## Task
Only certain lines below are wanted: those starting at the line containing "the given backend." and ending at the line containing "pub fn millis(&self)", both included, each retyped exactly.

╭─ Provided records

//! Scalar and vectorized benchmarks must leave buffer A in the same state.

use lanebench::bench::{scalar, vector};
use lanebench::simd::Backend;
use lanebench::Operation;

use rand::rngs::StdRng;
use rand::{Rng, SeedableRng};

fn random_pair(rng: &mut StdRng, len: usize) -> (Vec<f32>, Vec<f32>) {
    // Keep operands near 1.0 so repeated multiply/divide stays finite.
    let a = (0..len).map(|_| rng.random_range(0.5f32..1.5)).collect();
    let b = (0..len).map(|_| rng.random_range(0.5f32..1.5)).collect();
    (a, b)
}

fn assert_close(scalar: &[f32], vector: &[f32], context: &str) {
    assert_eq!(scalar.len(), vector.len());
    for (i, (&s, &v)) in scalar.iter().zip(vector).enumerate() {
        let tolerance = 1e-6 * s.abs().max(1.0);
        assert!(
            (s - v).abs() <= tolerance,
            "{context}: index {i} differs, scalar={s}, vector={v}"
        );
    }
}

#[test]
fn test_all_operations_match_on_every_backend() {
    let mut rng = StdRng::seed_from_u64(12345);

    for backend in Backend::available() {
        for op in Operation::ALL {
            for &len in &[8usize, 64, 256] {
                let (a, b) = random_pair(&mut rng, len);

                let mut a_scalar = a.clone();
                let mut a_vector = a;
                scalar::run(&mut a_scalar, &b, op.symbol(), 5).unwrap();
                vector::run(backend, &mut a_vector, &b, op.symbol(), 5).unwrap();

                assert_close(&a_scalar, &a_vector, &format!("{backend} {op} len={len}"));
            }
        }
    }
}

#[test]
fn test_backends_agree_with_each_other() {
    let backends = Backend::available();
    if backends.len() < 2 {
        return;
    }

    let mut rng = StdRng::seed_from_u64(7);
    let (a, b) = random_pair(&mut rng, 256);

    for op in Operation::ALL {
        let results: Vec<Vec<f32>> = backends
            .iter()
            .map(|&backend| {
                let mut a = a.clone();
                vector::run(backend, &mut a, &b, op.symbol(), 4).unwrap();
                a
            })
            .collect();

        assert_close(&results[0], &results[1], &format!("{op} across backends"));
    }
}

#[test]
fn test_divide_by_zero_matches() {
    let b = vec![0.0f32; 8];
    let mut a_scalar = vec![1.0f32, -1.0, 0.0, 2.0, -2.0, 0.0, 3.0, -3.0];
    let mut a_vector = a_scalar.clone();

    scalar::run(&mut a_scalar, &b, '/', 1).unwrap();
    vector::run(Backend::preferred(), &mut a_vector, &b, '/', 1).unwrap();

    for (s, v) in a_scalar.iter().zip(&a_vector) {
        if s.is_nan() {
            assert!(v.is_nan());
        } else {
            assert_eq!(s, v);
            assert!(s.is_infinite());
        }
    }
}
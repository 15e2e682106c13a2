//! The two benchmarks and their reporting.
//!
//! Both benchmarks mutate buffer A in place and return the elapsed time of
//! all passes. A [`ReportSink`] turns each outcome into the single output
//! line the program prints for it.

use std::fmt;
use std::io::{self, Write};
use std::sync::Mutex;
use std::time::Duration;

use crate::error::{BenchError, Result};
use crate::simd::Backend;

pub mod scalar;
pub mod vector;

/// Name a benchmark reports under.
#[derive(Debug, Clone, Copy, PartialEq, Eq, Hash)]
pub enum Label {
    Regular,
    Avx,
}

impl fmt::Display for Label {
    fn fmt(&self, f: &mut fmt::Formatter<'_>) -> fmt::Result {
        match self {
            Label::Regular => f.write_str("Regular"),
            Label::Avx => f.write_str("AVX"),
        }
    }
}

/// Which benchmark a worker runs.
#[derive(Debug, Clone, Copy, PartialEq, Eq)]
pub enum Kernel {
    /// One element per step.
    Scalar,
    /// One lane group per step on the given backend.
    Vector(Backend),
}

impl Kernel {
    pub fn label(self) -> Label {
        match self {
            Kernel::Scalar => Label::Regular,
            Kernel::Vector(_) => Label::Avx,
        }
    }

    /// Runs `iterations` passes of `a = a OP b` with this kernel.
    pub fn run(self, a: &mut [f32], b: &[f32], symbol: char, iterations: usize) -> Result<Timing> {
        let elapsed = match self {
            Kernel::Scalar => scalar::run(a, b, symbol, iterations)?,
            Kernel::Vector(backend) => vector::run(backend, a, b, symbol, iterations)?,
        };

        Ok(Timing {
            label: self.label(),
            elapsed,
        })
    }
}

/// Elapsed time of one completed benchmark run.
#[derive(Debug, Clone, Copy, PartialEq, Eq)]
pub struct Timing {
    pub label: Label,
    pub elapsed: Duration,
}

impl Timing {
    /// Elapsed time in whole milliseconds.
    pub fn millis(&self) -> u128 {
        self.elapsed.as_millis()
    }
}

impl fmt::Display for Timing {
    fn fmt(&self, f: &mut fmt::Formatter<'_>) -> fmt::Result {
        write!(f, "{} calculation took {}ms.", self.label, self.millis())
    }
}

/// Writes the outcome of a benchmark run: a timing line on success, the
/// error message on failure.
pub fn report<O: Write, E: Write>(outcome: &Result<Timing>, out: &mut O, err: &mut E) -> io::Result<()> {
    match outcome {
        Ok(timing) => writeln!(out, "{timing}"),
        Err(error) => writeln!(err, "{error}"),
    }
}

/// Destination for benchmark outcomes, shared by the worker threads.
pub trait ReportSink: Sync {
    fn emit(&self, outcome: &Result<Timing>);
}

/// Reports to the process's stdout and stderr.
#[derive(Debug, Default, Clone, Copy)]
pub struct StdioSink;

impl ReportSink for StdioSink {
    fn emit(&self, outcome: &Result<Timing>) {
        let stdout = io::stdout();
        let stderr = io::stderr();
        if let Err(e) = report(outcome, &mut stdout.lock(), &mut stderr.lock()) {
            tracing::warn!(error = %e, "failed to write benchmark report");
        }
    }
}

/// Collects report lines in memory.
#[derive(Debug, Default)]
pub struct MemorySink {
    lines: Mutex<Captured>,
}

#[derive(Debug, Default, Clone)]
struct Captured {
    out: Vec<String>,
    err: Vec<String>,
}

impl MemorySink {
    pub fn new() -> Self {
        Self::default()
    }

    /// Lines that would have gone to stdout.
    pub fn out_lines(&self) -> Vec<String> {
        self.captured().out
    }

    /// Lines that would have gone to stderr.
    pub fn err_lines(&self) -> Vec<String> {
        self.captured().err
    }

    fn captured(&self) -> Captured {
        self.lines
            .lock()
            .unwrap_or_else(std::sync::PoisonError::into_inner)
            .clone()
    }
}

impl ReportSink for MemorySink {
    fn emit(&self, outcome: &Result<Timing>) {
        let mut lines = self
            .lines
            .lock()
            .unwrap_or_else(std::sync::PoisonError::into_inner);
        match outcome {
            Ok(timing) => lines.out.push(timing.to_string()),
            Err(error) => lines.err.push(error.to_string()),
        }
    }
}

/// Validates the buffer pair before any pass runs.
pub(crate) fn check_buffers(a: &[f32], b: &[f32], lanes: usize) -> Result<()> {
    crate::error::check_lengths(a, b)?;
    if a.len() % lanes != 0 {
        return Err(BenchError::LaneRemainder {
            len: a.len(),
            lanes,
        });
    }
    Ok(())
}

╰─

## Answer area
    /// One lane group per step on the given backend.
    Vector(Backend),
}

impl Kernel {
    pub fn label(self) -> Label {
        match self {
            Kernel::Scalar => Label::Regular,
            Kernel::Vector(_) => Label::Avx,
        }
    }

    /// Runs `iterations` passes of `a = a OP b` with this kernel.
    pub fn run(self, a: &mut [f32], b: &[f32], symbol: char, iterations: usize) -> Result<Timing> {
        let elapsed = match self {
            Kernel::Scalar => scalar::run(a, b, symbol, iterations)?,
            Kernel::Vector(backend) => vector::run(backend, a, b, symbol, iterations)?,
        };

        Ok(Timing {
            label: self.label(),
            elapsed,
        })
    }
}

/// Elapsed time of one completed benchmark run.
#[derive(Debug, Clone, Copy, PartialEq, Eq)]
pub struct Timing {
    pub label: Label,
    pub elapsed: Duration,
}

impl Timing {
    /// Elapsed time in whole milliseconds.
    pub fn millis(&self) -> u128 {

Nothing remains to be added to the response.